What this task involves: The records below must be transcribed precisely and in full.

Stored data:

Segment Open

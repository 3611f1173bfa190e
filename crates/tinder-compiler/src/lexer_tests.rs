use super::*;

fn kinds(src: &str) -> Vec<TokenKind> {
    lex(src).unwrap().into_iter().map(|t| t.kind).collect()
}

#[test]
fn lexes_a_set_statement() {
    assert_eq!(
        kinds("set health = 10"),
        vec![
            TokenKind::KwSet,
            TokenKind::Ident("health".into()),
            TokenKind::Eq,
            TokenKind::Number(10.0),
            TokenKind::Eof,
        ]
    );
}

#[test]
fn lexes_interpolated_string() {
    let got = kinds(r#""hp: [[health]]!""#);
    assert_eq!(
        got,
        vec![
            TokenKind::InterpStr(vec![
                StrFragment::Literal("hp: ".into()),
                StrFragment::Lookup("health".into()),
                StrFragment::Literal("!".into()),
            ]),
            TokenKind::Eof,
        ]
    );
}

#[test]
fn plain_string_has_no_fragments() {
    let got = kinds(r#""hello""#);
    assert_eq!(got, vec![TokenKind::Str("hello".into()), TokenKind::Eof]);
}

#[test]
fn comments_are_skipped() {
    let got = kinds("set x = 1 `` a comment\nset y = 2");
    assert!(got.iter().any(|k| matches!(k, TokenKind::Newline)));
    assert!(!got.iter().any(|k| matches!(k, TokenKind::Ident(s) if s == "a")));
}

#[test]
fn hash_lexes_as_a_token_not_a_comment() {
    assert_eq!(kinds("#quit"), vec![TokenKind::Hash, TokenKind::Ident("quit".into()), TokenKind::Eof]);
}

#[test]
fn word_alias_is_not_lexes_as_equality() {
    assert_eq!(kinds("x is 1"), vec![TokenKind::Ident("x".into()), TokenKind::EqEq, TokenKind::Number(1.0), TokenKind::Eof]);
}

#[test]
fn word_alias_is_not_lexes_as_inequality() {
    assert_eq!(
        kinds("x is not 1"),
        vec![TokenKind::Ident("x".into()), TokenKind::NotEq, TokenKind::Number(1.0), TokenKind::Eof]
    );
}

#[test]
fn word_alias_less_than_lexes_as_lt() {
    assert_eq!(
        kinds("x less than 1"),
        vec![TokenKind::Ident("x".into()), TokenKind::Lt, TokenKind::Number(1.0), TokenKind::Eof]
    );
}

#[test]
fn tracks_line_numbers_across_newlines() {
    let toks = lex("set x = 1\nset y = 2").unwrap();
    let second_set = toks.iter().filter(|t| t.kind == TokenKind::KwSet).nth(1).unwrap();
    assert_eq!(second_set.line, 2);
}

#[test]
fn unterminated_string_is_an_error() {
    assert!(lex("\"unterminated").is_err());
}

Segment Closed

Task answer:
repository 3611f1173bfa190e
filename crates/tinder-compiler/src/lexer_tests.rs
use super::*;

fn kinds(src: &str) -> Vec<TokenKind> {
    lex(src).unwrap().into_iter().map(|t| t.kind).collect()
}

#[test]
fn lexes_a_set_statement() {
    assert_eq!(
        kinds("set health = 10"),
        vec![
            TokenKind::KwSet,
            TokenKind::Ident("health".into()),
            TokenKind::Eq,
            TokenKind::Number(10.0),
            TokenKind::Eof,
        ]
    );
}

#[test]
fn lexes_interpolated_string() {
    let got = kinds(r#""hp: [[health]]!""#);
    assert_eq!(
        got,
        vec![
            TokenKind::InterpStr(vec![
                StrFragment::Literal("hp: ".into()),
                StrFragment::Lookup("health".into()),
                StrFragment::Literal("!".into()),
            ]),
            TokenKind::Eof,
        ]
    );
}

#[test]
fn plain_string_has_no_fragments() {
    let got = kinds(r#""hello""#);
    assert_eq!(got, vec![TokenKind::Str("hello".into()), TokenKind::Eof]);
}

#[test]
fn comments_are_skipped() {
    let got = kinds("set x = 1 `` a comment\nset y = 2");
    assert!(got.iter().any(|k| matches!(k, TokenKind::Newline)));
    assert!(!got.iter().any(|k| matches!(k, TokenKind::Ident(s) if s == "a")));
}

#[test]
fn hash_lexes_as_a_token_not_a_comment() {
    assert_eq!(kinds("#quit"), vec![TokenKind::Hash, TokenKind::Ident("quit".into()), TokenKind::Eof]);
}

#[test]
fn word_alias_is_not_lexes_as_equality() {
    assert_eq!(kinds("x is 1"), vec![TokenKind::Ident("x".into()), TokenKind::EqEq, TokenKind::Number(1.0), TokenKind::Eof]);
}

#[test]
fn word_alias_is_not_lexes_as_inequality() {
    assert_eq!(
        kinds("x is not 1"),
        vec![TokenKind::Ident("x".into()), TokenKind::NotEq, TokenKind::Number(1.0), TokenKind::Eof]
    );
}

#[test]
fn word_alias_less_than_lexes_as_lt() {
    assert_eq!(
        kinds("x less than 1"),
        vec![TokenKind::Ident("x".into()), TokenKind::Lt, TokenKind::Number(1.0), TokenKind::Eof]
    );
}

#[test]
fn tracks_line_numbers_across_newlines() {
    let toks = lex("set x = 1\nset y = 2").unwrap();
    let second_set = toks.iter().filter(|t| t.kind == TokenKind::KwSet).nth(1).unwrap();
    assert_eq!(second_set.line, 2);
}

#[test]
fn unterminated_string_is_an_error() {
    assert!(lex("\"unterminated").is_err());
}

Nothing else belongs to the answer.